DIRECTIONS: With both ends included, repeat exactly the lines of the entries below from the one containing "RESP type marker." down to the one containing "terminated by CRLF.", and no others.

Records from a dataset:
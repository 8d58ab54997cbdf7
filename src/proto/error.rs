use std::io;

use thiserror::Error;

/// Result type alias for slotlink operations.
pub type Result<T> = std::result::Result<T, Error>;

/// Errors that can occur when talking to a Redis Cluster.
#[derive(Debug, Error)]
#[non_exhaustive]
pub enum Error {
    /// An IO error occurred.
    #[error("IO error: {source}")]
    Io {
        /// The underlying IO error.
        #[from]
        source: io::Error,
    },

    /// A protocol error occurred.
    #[error("protocol error: {message}")]
    Protocol {
        /// Description of the error.
        message: String,
    },

    /// The server returned an error that carries no routing information.
    #[error("server error: {message}")]
    Server {
        /// Error message from server.
        message: String,
    },

    /// Authentication failed.
    #[error("authentication failed")]
    Auth,

    /// Invalid argument provided.
    #[error("invalid argument: {message}")]
    InvalidArgument {
        /// Description of invalid argument.
        message: String,
    },

    /// Decoding failed.
    #[error("decode error: {source}")]
    Decode {
        /// Underlying decode error.
        #[from]
        source: DecodeError,
    },

    /// Key moved to another node (permanent redirect).
    ///
    /// The slot has been reassigned. The cluster mapping for the slot is
    /// corrected as soon as this error is observed by a cluster connection.
    #[error("MOVED {slot} {address}")]
    Moved {
        /// The slot number (0-16383).
        slot: u16,
        /// The address of the node owning this slot (e.g., "127.0.0.1:7001").
        address: String,
    },

    /// Temporary redirect during migration (ASK redirect).
    ///
    /// The next command for this slot should go to `address`, preceded by
    /// ASKING. The slot mapping is NOT updated.
    #[error("ASK {slot} {address}")]
    Ask {
        /// The slot number (0-16383).
        slot: u16,
        /// The address of the node temporarily handling this slot.
        address: String,
    },

    /// The node cannot serve the request right now; retry on the same node.
    #[error("TRYAGAIN {message}")]
    TryAgain {
        /// Remainder of the server message.
        message: String,
    },

    /// The cluster (or the reachable part of it) is down.
    #[error("CLUSTERDOWN {message}")]
    ClusterDown {
        /// Remainder of the server message.
        message: String,
    },

    /// Keys in a multi-key operation map to different slots.
    ///
    /// Use hash tags `{...}` to ensure keys are in the same slot.
    #[error("CROSSSLOT keys in multi-key operation map to different slots")]
    CrossSlot,

    /// The connection is already bound to a slot.
    #[error("connection already bound to slot {slot}")]
    AlreadyBound {
        /// The slot the connection is bound to.
        slot: u16,
    },

    /// Operation attempted on a connection that was closed.
    #[error("use of closed connection")]
    ClosedConnection,

    /// Operation attempted on a cluster that was closed.
    #[error("cluster is closed")]
    ClusterClosed,

    /// The pool for a node already has `max_active` connections checked out.
    #[error("connection pool exhausted for {address}")]
    PoolExhausted {
        /// Address of the node.
        address: String,
    },

    /// The cluster topology could not be discovered from any candidate node.
    #[error("topology error: {message}")]
    Topology {
        /// Description of the failure.
        message: String,
    },

    /// The retry budget of a [`RetryConn`](crate::RetryConn) was spent.
    #[error("too many attempts ({attempts}): {source}")]
    TooManyAttempts {
        /// Number of attempts made.
        attempts: usize,
        /// Error returned by the last attempt.
        #[source]
        source: Box<Error>,
    },
}

impl Error {
    /// Returns true for transport-level failures after which the
    /// connection cannot be reused.
    pub fn is_fatal(&self) -> bool {
        matches!(
            self,
            Error::Io { .. } | Error::Decode { .. } | Error::Protocol { .. }
        )
    }
}

/// Error returned when frame decoding fails.
#[derive(Debug, Error, PartialEq, Eq)]
#[non_exhaustive]
pub enum DecodeError {
    /// The first byte is not a known RESP type marker.
    #[error("unknown frame type: {0:?}")]
    UnknownType(char),

    /// A length or integer line could not be parsed.
    #[error("invalid number: {0}")]
    InvalidNumber(String),

    /// A declared length is larger than the configured maximum.
    #[error("frame of {size} bytes exceeds maximum of {max}")]
    TooLarge {
        /// Declared size.
        size: usize,
        /// Configured maximum.
        max: usize,
    },

    /// A bulk string payload was not terminated by CRLF.
    #[error("missing CRLF terminator")]
    MissingTerminator,

    /// Arrays are nested deeper than the decoder accepts.
    #[error("frame nesting exceeds maximum depth of {max}")]
    TooDeep {
        /// Maximum accepted depth.
        max: usize,
    },
}
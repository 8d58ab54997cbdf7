//! Slot-bound cluster connections.

use std::any::Any;
use std::fmt;

use futures::future::{BoxFuture, FutureExt};
use tracing::{debug, warn};

use crate::cluster::client::Cluster;
use crate::cluster::commands::asking;
use crate::cluster::pool::PooledConn;
use crate::cluster::redirect::{into_cluster_error, resolve_address};
use crate::cluster::slot::keys_slot;
use crate::core::command::Cmd;
use crate::core::connection::{Connection, NodeConnection};
use crate::proto::frame::Frame;
use crate::{Error, Result};

/// A connection obtained from [`Cluster::get`].
///
/// A `ClusterConn` is bound to at most one slot with [`bind`](Self::bind)
/// and talks to the node serving it. Reply errors are returned typed:
/// MOVED, ASK, TRYAGAIN and CLUSTERDOWN come back as [`Error::Moved`],
/// [`Error::Ask`], [`Error::TryAgain`] and [`Error::ClusterDown`].
///
/// On MOVED the cluster mapping for the slot is corrected before the error
/// is returned, so the next connection bound to that slot goes to the right
/// node. The command itself is never retried here; wrap the connection in a
/// [`RetryConn`](crate::RetryConn) for that.
///
/// The underlying node connection is dialed on first use and returned to
/// its pool on [`close`](Self::close) or drop.
pub struct ClusterConn {
    cluster: Cluster,
    conn: Option<PooledConn>,
    slot: Option<u16>,
    closed: bool,
}

impl ClusterConn {
    pub(crate) fn new(cluster: Cluster) -> Self {
        Self {
            cluster,
            conn: None,
            slot: None,
            closed: false,
        }
    }

    /// Binds the connection to the slot of `keys` and connects to the node
    /// serving it.
    ///
    /// # Errors
    ///
    /// - [`Error::AlreadyBound`] if the connection is already bound
    /// - [`Error::CrossSlot`] if the keys hash to different slots
    /// - [`Error::InvalidArgument`] if no key is given
    /// - [`Error::ClosedConnection`] after [`close`](Self::close)
    pub async fn bind<I, K>(&mut self, keys: I) -> Result<()>
    where
        I: IntoIterator<Item = K>,
        K: AsRef<[u8]>,
    {
        self.ensure_open()?;
        if let Some(slot) = self.slot {
            return Err(Error::AlreadyBound { slot });
        }
        let slot = keys_slot(keys)?;
        self.slot = Some(slot);

        if self.conn.is_none() {
            self.acquire().await?;
        }
        Ok(())
    }

    /// Returns the bound slot.
    pub fn bound_slot(&self) -> Option<u16> {
        self.slot
    }

    /// Returns the address of the node currently in use, if one has been
    /// connected.
    pub fn address(&self) -> Option<&str> {
        self.conn.as_ref().map(PooledConn::address)
    }

    /// Returns the cluster this connection belongs to.
    pub fn cluster(&self) -> &Cluster {
        &self.cluster
    }

    /// Sends a command and returns its reply.
    pub async fn execute(&mut self, cmd: &Cmd) -> Result<Frame> {
        let (address, result) = {
            let conn = self.node().await?;
            let address = conn.address().to_string();
            (address, conn.execute(cmd).await)
        };
        match result {
            Ok(frame) => Ok(frame),
            Err(e) => Err(self.observe(e, &address).await),
        }
    }

    /// Queues a command without waiting for the reply.
    pub async fn send(&mut self, cmd: &Cmd) -> Result<()> {
        self.node().await?.send(cmd)
    }

    /// Writes every queued command.
    pub async fn flush(&mut self) -> Result<()> {
        self.node().await?.flush().await
    }

    /// Reads the next reply.
    pub async fn receive(&mut self) -> Result<Frame> {
        let (address, result) = {
            let conn = self.node().await?;
            let address = conn.address().to_string();
            (address, conn.receive().await)
        };
        match result {
            Ok(frame) => Ok(frame),
            Err(e) => Err(self.observe(e, &address).await),
        }
    }

    /// Releases the node connection to its pool (or discards it if broken).
    /// Every later operation, including a second `close`, fails with
    /// [`Error::ClosedConnection`].
    pub async fn close(&mut self) -> Result<()> {
        self.ensure_open()?;
        self.closed = true;
        self.conn = None;
        Ok(())
    }

    /// Returns an error if the connection is closed or broken.
    pub fn err(&self) -> Result<()> {
        self.ensure_open()?;
        match &self.conn {
            Some(conn) => conn.get()?.err(),
            None => Ok(()),
        }
    }

    /// Sends `cmd` to `address` preceded by ASKING, on a separate pooled
    /// connection, in one round trip. This follows an ASK redirect without
    /// touching the slot mapping or the node this connection is using.
    pub async fn execute_asking(&mut self, address: &str, cmd: &Cmd) -> Result<Frame> {
        self.ensure_open()?;
        debug!(%address, "following ASK redirect");
        let mut target = self.cluster.connect(address).await?;
        let result = {
            let conn = target.get_mut()?;
            conn.send(&asking())?;
            conn.execute(cmd).await
        };
        drop(target);
        match result {
            Ok(frame) => Ok(frame),
            Err(e) => Err(self.observe(e, address).await),
        }
    }

    /// Switches to a connection to `address`, returning the current one to
    /// its pool. Does nothing if already connected there.
    pub(crate) async fn redirect(&mut self, address: &str) -> Result<()> {
        self.ensure_open()?;
        if self.address() == Some(address) {
            return Ok(());
        }
        self.conn = None;
        self.conn = Some(self.cluster.connect(address).await?);
        Ok(())
    }

    async fn node(&mut self) -> Result<&mut NodeConnection> {
        self.ensure_open()?;
        if self.conn.is_none() {
            self.acquire().await?;
        }
        match self.conn.as_mut() {
            Some(conn) => conn.get_mut(),
            None => Err(Error::ClosedConnection),
        }
    }

    async fn acquire(&mut self) -> Result<()> {
        let address = self.cluster.address_for_slot(self.slot).await?;
        self.conn = Some(self.cluster.connect(&address).await?);
        Ok(())
    }

    /// Types a reply error and applies the MOVED correction.
    async fn observe(&self, err: Error, current: &str) -> Error {
        match into_cluster_error(err) {
            Error::Moved { slot, address } => {
                let address = resolve_address(&address, Some(current));
                debug!(slot, %address, "slot moved");
                if let Err(e) = self.cluster.update_slot(slot, vec![address.clone()]).await {
                    warn!(slot, error = %e, "could not record MOVED redirect");
                }
                Error::Moved { slot, address }
            }
            Error::Ask { slot, address } => Error::Ask {
                slot,
                address: resolve_address(&address, Some(current)),
            },
            other => other,
        }
    }

    fn ensure_open(&self) -> Result<()> {
        if self.closed {
            return Err(Error::ClosedConnection);
        }
        Ok(())
    }
}

impl fmt::Debug for ClusterConn {
    fn fmt(&self, f: &mut fmt::Formatter<'_>) -> fmt::Result {
        f.debug_struct("ClusterConn")
            .field("slot", &self.slot)
            .field("address", &self.address())
            .field("closed", &self.closed)
            .finish()
    }
}

impl Connection for ClusterConn {
    fn execute<'a>(&'a mut self, cmd: &'a Cmd) -> BoxFuture<'a, Result<Frame>> {
        ClusterConn::execute(self, cmd).boxed()
    }

    fn send<'a>(&'a mut self, cmd: &'a Cmd) -> BoxFuture<'a, Result<()>> {
        ClusterConn::send(self, cmd).boxed()
    }

    fn flush(&mut self) -> BoxFuture<'_, Result<()>> {
        ClusterConn::flush(self).boxed()
    }

    fn receive(&mut self) -> BoxFuture<'_, Result<Frame>> {
        ClusterConn::receive(self).boxed()
    }

    fn close(&mut self) -> BoxFuture<'_, Result<()>> {
        ClusterConn::close(self).boxed()
    }

    fn err(&self) -> Result<()> {
        ClusterConn::err(self)
    }

    fn into_any(self: Box<Self>) -> Box<dyn Any + Send> {
        self
    }
}
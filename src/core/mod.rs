//! Node-level building blocks.
//!
//! ## Modules
//!
//! - [`connection`] - The [`Connection`](connection::Connection) trait and single-node connections
//! - [`command`] - Command builders
//! - [`builder`] - Dial options and the cluster builder

pub use crate::proto::error::{Error, Result};

/// Dial options and cluster builder.
pub mod builder;
/// Command construction helpers.
pub mod command;
/// Single-node connection management.
pub mod connection;

cfg_if::cfg_if! {
    if #[cfg(feature = "tls")] {
        mod tls;
        pub use tls::TlsConnectorInner;
    }
}
use std::time::Duration;

use crate::cluster::{join_host_port, Cluster, PoolConfig};
use crate::{Error, Result};

/// Options applied whenever a connection to a cluster node is dialed.
///
/// # Example
///
/// ```
/// use std::time::Duration;
/// use slotlink::DialOptions;
///
/// let options = DialOptions::new()
///     .connect_timeout(Duration::from_secs(2))
///     .password("secret")
///     .client_name("billing");
/// assert_eq!(options.get_connect_timeout(), Some(Duration::from_secs(2)));
/// ```
#[derive(Debug, Clone, Default)]
pub struct DialOptions {
    pub(crate) connect_timeout: Option<Duration>,
    pub(crate) read_timeout: Option<Duration>,
    pub(crate) write_timeout: Option<Duration>,
    pub(crate) username: Option<String>,
    pub(crate) password: Option<String>,
    pub(crate) client_name: Option<String>,
    pub(crate) tls: bool,
}

impl DialOptions {
    /// Creates options with no timeouts, no authentication and no TLS.
    #[inline]
    pub fn new() -> Self {
        Self::default()
    }

    /// Sets the maximum time to wait for the TCP (and TLS) handshake.
    #[inline]
    pub fn connect_timeout(mut self, timeout: Duration) -> Self {
        self.connect_timeout = Some(timeout);
        self
    }

    /// Sets the read timeout for replies. `None` means no timeout.
    #[inline]
    pub fn read_timeout(mut self, timeout: Option<Duration>) -> Self {
        self.read_timeout = timeout;
        self
    }

    /// Sets the write timeout for commands. `None` means no timeout.
    #[inline]
    pub fn write_timeout(mut self, timeout: Option<Duration>) -> Self {
        self.write_timeout = timeout;
        self
    }

    /// Sets the username for ACL authentication.
    #[inline]
    pub fn username(mut self, username: impl Into<String>) -> Self {
        self.username = Some(username.into());
        self
    }

    /// Sets the password sent with AUTH after connecting.
    #[inline]
    pub fn password(mut self, password: impl Into<String>) -> Self {
        self.password = Some(password.into());
        self
    }

    /// Sets the connection name displayed in `CLIENT LIST`.
    #[inline]
    pub fn client_name(mut self, name: impl Into<String>) -> Self {
        self.client_name = Some(name.into());
        self
    }

    /// Enables or disables TLS. Requires the `tls` feature to dial.
    #[inline]
    pub fn tls(mut self, enabled: bool) -> Self {
        self.tls = enabled;
        self
    }

    /// Returns the configured connect timeout.
    #[inline]
    pub fn get_connect_timeout(&self) -> Option<Duration> {
        self.connect_timeout
    }
}

/// Builder for configuring and creating a [`Cluster`].
///
/// Building performs no network I/O; call [`Cluster::refresh`] to load the
/// slot mapping.
///
/// # Example
///
/// ```no_run
/// use slotlink::ClusterBuilder;
///
/// # #[tokio::main]
/// # async fn main() -> slotlink::Result<()> {
/// let cluster = ClusterBuilder::new()
///     .startup_nodes(["127.0.0.1:7000", "redis://127.0.0.1:7001"])
///     .build()?;
/// cluster.refresh().await?;
/// # Ok(())
/// # }
/// ```
#[derive(Debug, Default)]
pub struct ClusterBuilder {
    startup_nodes: Vec<String>,
    dial_options: DialOptions,
    pool_config: PoolConfig,
}

impl ClusterBuilder {
    /// Creates a new [`ClusterBuilder`].
    #[inline]
    pub fn new() -> Self {
        Self::default()
    }

    /// Adds startup nodes used to discover the topology.
    ///
    /// Accepts `host:port`, `redis://host:port` and `rediss://host:port`.
    pub fn startup_nodes<I, S>(mut self, nodes: I) -> Self
    where
        I: IntoIterator<Item = S>,
        S: Into<String>,
    {
        self.startup_nodes.extend(nodes.into_iter().map(Into::into));
        self
    }

    /// Sets the options used to dial every node.
    #[inline]
    pub fn dial_options(mut self, options: DialOptions) -> Self {
        self.dial_options = options;
        self
    }

    /// Sets the per-node pool configuration.
    #[inline]
    pub fn pool_config(mut self, config: PoolConfig) -> Self {
        self.pool_config = config;
        self
    }

    /// Builds the [`Cluster`].
    ///
    /// # Errors
    ///
    /// Returns [`Error::InvalidArgument`] if no startup node is given or an
    /// address cannot be parsed.
    pub fn build(mut self) -> Result<Cluster> {
        let mut nodes: Vec<String> = Vec::with_capacity(self.startup_nodes.len());
        for raw in &self.startup_nodes {
            let (address, tls) = normalize_address(raw)?;
            if tls {
                self.dial_options.tls = true;
            }
            if !nodes.contains(&address) {
                nodes.push(address);
            }
        }

        if nodes.is_empty() {
            return Err(Error::InvalidArgument {
                message: "no startup nodes provided".to_string(),
            });
        }

        if self.dial_options.tls && !cfg!(feature = "tls") {
            return Err(Error::InvalidArgument {
                message: "TLS requested but the `tls` feature is disabled".to_string(),
            });
        }

        Ok(Cluster::from_parts(nodes, self.dial_options, self.pool_config))
    }
}

/// Normalizes a startup address to `host:port`.
///
/// Returns the address and whether the `rediss` scheme asked for TLS.
pub(crate) fn normalize_address(raw: &str) -> Result<(String, bool)> {
    let raw = raw.trim();
    let invalid = || Error::InvalidArgument {
        message: format!("invalid node address: {raw:?}"),
    };

    if raw.contains("://") {
        let parsed = url::Url::parse(raw).map_err(|_| invalid())?;
        let tls = match parsed.scheme() {
            "redis" => false,
            "rediss" => true,
            _ => {
                return Err(Error::InvalidArgument {
                    message: "invalid scheme, expected redis:// or rediss://".to_string(),
                })
            }
        };
        let host = parsed.host_str().filter(|h| !h.is_empty()).ok_or_else(invalid)?;
        let port = parsed.port().unwrap_or(6379);
        return Ok((format!("{host}:{port}"), tls));
    }

    let (host, port) = raw.rsplit_once(':').ok_or_else(invalid)?;
    let port: u16 = port.parse().map_err(|_| invalid())?;
    let host = if host.is_empty() { "127.0.0.1" } else { host };
    Ok((join_host_port(host, port), false))
}
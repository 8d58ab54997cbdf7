use std::sync::{Arc, OnceLock};

use tokio::net::TcpStream;
use tokio_rustls::client::TlsStream;
use tokio_rustls::rustls::pki_types::ServerName;
use tokio_rustls::rustls::{ClientConfig, RootCertStore};
use tokio_rustls::TlsConnector;

use crate::{Error, Result};

/// Internal TLS connector wrapper using rustls.
#[derive(Clone)]
pub struct TlsConnectorInner {
    connector: TlsConnector,
}

impl TlsConnectorInner {
    /// Creates a new TLS connector with default secure configuration.
    ///
    /// Uses `webpki-roots` for Mozilla's root certificates and `ring` as the crypto provider.
    pub fn new() -> Self {
        let mut root_store = RootCertStore::empty();
        root_store.extend(webpki_roots::TLS_SERVER_ROOTS.iter().cloned());

        let config = ClientConfig::builder()
            .with_root_certificates(root_store)
            .with_no_client_auth();

        Self {
            connector: TlsConnector::from(Arc::new(config)),
        }
    }

    /// Returns the process-wide connector shared by every node pool.
    pub fn shared() -> &'static Self {
        static CONNECTOR: OnceLock<TlsConnectorInner> = OnceLock::new();
        CONNECTOR.get_or_init(Self::new)
    }

    /// Performs the TLS handshake on an established TCP stream.
    ///
    /// `address` is the `host:port` the stream was dialed with; the host part
    /// is used for SNI and certificate verification.
    pub async fn connect(&self, stream: TcpStream, address: &str) -> Result<TlsStream<TcpStream>> {
        let host = address
            .rsplit_once(':')
            .map_or(address, |(host, _)| host)
            .trim_start_matches('[')
            .trim_end_matches(']')
            .to_string();
        let server_name = ServerName::try_from(host).map_err(|_| Error::InvalidArgument {
            message: format!("invalid TLS server name in {address}"),
        })?;
        let stream = self.connector.connect(server_name, stream).await?;
        Ok(stream)
    }
}
//! RESP codec, frame types and the crate error type.
//!
//! ## Modules
//!
//! - [`codec`] - Encoder and decoder for RESP protocol
//! - [`error`] - Error types
//! - [`frame`] - Frame types representing RESP data structures

pub mod codec;
/// Error types.
pub mod error;
pub mod frame;
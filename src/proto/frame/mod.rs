//! RESP frame types.
//!
//! Frames are the values exchanged with a cluster node: simple strings,
//! errors, integers, bulk strings, arrays and null.

/// Frame type definitions.
pub mod types;

pub use types::Frame;
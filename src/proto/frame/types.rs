use bytes::Bytes;

/// A RESP2 (Redis Serialization Protocol) frame.
#[derive(Debug, Clone, PartialEq)]
pub enum Frame {
    /// Simple string (+OK).
    SimpleString(Vec<u8>),
    /// Error (-ERR).
    Error(Vec<u8>),
    /// Integer (:1000).
    Integer(i64),
    /// Bulk string ($6\r\nfoobar).
    BulkString(Option<Bytes>),
    /// Array (*2\r\n...).
    Array(Vec<Frame>),
    /// Null ($-1 or *-1).
    Null,
}

impl Frame {
    /// Returns the payload of a simple or bulk string.
    pub fn as_bytes(&self) -> Option<&[u8]> {
        match self {
            Frame::SimpleString(s) => Some(s),
            Frame::BulkString(Some(b)) => Some(b),
            _ => None,
        }
    }

    /// Returns the payload of a simple or bulk string as UTF-8 text.
    pub fn as_str(&self) -> Option<&str> {
        self.as_bytes().and_then(|b| std::str::from_utf8(b).ok())
    }

    /// Returns the value of an integer frame.
    pub fn as_int(&self) -> Option<i64> {
        match self {
            Frame::Integer(i) => Some(*i),
            _ => None,
        }
    }

    /// Returns the elements of an array frame.
    pub fn as_array(&self) -> Option<&[Frame]> {
        match self {
            Frame::Array(a) => Some(a),
            _ => None,
        }
    }

    /// Returns true if this frame is Null or a null bulk string.
    pub fn is_null(&self) -> bool {
        matches!(self, Frame::Null | Frame::BulkString(None))
    }
}
//! # slotlink
//!
//! A Redis Cluster client that routes every command to the node owning its
//! hash slot and follows the cluster redirect protocol.
//!
//! - [`Cluster`] keeps the slot to node mapping and a connection pool per
//!   node, and reloads the mapping with CLUSTER SLOTS on
//!   [`refresh`](Cluster::refresh).
//! - [`ClusterConn`] is bound to the slot of one or more keys. It reports
//!   MOVED, ASK, TRYAGAIN and CLUSTERDOWN as typed errors and corrects the
//!   mapping on MOVED, but never retries.
//! - [`RetryConn`] wraps a `ClusterConn` and follows redirects, with bounded
//!   attempts and a pause on TRYAGAIN and CLUSTERDOWN.
//!
//! ## Features
//!
//! - `tls` - TLS connections (`rediss://` startup nodes)
//! - `test-utils` - the [`testing`] module with an in-process mock node
//!
//! ## Example
//!
//! ```no_run
//! use std::time::Duration;
//! use slotlink::{command, Cluster, RetryConn};
//!
//! #[tokio::main]
//! async fn main() -> Result<(), Box<dyn std::error::Error>> {
//!     let cluster = Cluster::new(["127.0.0.1:7000", "127.0.0.1:7001"])?;
//!     cluster.refresh().await?;
//!
//!     let mut conn = cluster.get()?;
//!     conn.bind(["{user:42}:name", "{user:42}:email"]).await?;
//!     let mut conn = RetryConn::new(conn, 5, Duration::from_millis(100))?;
//!
//!     conn.execute(&command::set("{user:42}:name", "ada")).await?;
//!     let name = conn.execute(&command::get("{user:42}:name")).await?;
//!     println!("{name:?}");
//!
//!     cluster.close().await?;
//!     Ok(())
//! }
//! ```

#![warn(missing_docs)]

pub(crate) mod core;
pub mod proto;

pub mod cluster;

#[cfg(any(test, feature = "test-utils"))]
pub mod testing;

pub use crate::cluster::{
    classify, is_cluster_down, is_crossslot, is_try_again, key_slot, keys_slot,
    parse_redirect, parse_redis_error, retry_conn, Cluster, ClusterConn, PoolConfig,
    PoolStats, Redirect, RedirectKind, RetryConn, SLOT_COUNT,
};
pub use crate::core::builder::{ClusterBuilder, DialOptions};
pub use crate::core::command::{self, Cmd};
pub use crate::core::connection::{Connection, NodeConnection};
pub use crate::core::{Error, Result};
pub use crate::proto::error::DecodeError;
pub use crate::proto::frame::Frame;
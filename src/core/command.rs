use crate::proto::frame::Frame;
use bytes::Bytes;

/// A command ready to be sent to a cluster node.
///
/// Commands are built with the builder pattern. They are borrowed, not
/// consumed, when executed, so a retrying connection can resubmit the same
/// command on another node.
///
/// # Example
///
/// ```
/// use slotlink::Cmd;
///
/// let cmd = Cmd::new("SET").arg("key").arg("value");
/// assert_eq!(cmd.name(), b"SET");
/// assert_eq!(cmd.args().len(), 3);
/// ```
#[derive(Debug, Clone, PartialEq, Eq)]
pub struct Cmd {
    args: Vec<Bytes>,
}

impl Cmd {
    /// Creates a new command with the given name.
    ///
    /// # Arguments
    ///
    /// * `name` - The command name (e.g., "GET", "SET", "CLUSTER")
    #[inline]
    pub fn new(name: impl Into<Bytes>) -> Self {
        Self {
            args: vec![name.into()],
        }
    }

    /// Appends an argument to the command.
    #[inline]
    pub fn arg<T: Into<Bytes>>(mut self, arg: T) -> Self {
        self.args.push(arg.into());
        self
    }

    /// Returns the command name.
    #[inline]
    pub fn name(&self) -> &[u8] {
        &self.args[0]
    }

    /// Returns the name followed by every argument.
    #[inline]
    pub fn args(&self) -> &[Bytes] {
        &self.args
    }

    /// Converts the command to a RESP Array frame.
    pub fn to_frame(&self) -> Frame {
        Frame::Array(
            self.args
                .iter()
                .map(|b| Frame::BulkString(Some(b.clone())))
                .collect(),
        )
    }
}

/// Creates a PING command.
#[inline]
pub fn ping() -> Cmd {
    Cmd::new("PING")
}

/// Creates a GET command.
#[inline]
pub fn get(key: impl Into<Bytes>) -> Cmd {
    Cmd::new("GET").arg(key)
}

/// Creates a SET command.
#[inline]
pub fn set(key: impl Into<Bytes>, value: impl Into<Bytes>) -> Cmd {
    Cmd::new("SET").arg(key).arg(value)
}

/// Creates a DEL command.
#[inline]
pub fn del(key: impl Into<Bytes>) -> Cmd {
    Cmd::new("DEL").arg(key)
}

/// Creates a MGET command.
pub fn mget<K: Into<Bytes>>(keys: impl IntoIterator<Item = K>) -> Cmd {
    keys.into_iter().fold(Cmd::new("MGET"), Cmd::arg)
}

/// Creates an AUTH command with password only.
#[inline]
pub fn auth(password: impl Into<Bytes>) -> Cmd {
    Cmd::new("AUTH").arg(password)
}

/// Creates an AUTH command with username and password (ACL style).
#[inline]
pub fn auth_with_username(username: impl Into<Bytes>, password: impl Into<Bytes>) -> Cmd {
    Cmd::new("AUTH").arg(username).arg(password)
}

/// Creates a CLIENT SETNAME command.
#[inline]
pub fn client_setname(name: impl Into<Bytes>) -> Cmd {
    Cmd::new("CLIENT").arg("SETNAME").arg(name)
}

RESPONSE FOR THIS EXERCISE:
    /// The first byte is not a known RESP type marker.
    #[error("unknown frame type: {0:?}")]
    UnknownType(char),

    /// A length or integer line could not be parsed.
    #[error("invalid number: {0}")]
    InvalidNumber(String),

    /// A declared length is larger than the configured maximum.
    #[error("frame of {size} bytes exceeds maximum of {max}")]
    TooLarge {
        /// Declared size.
        size: usize,
        /// Configured maximum.
        max: usize,
    },

    /// A bulk string payload was not terminated by CRLF.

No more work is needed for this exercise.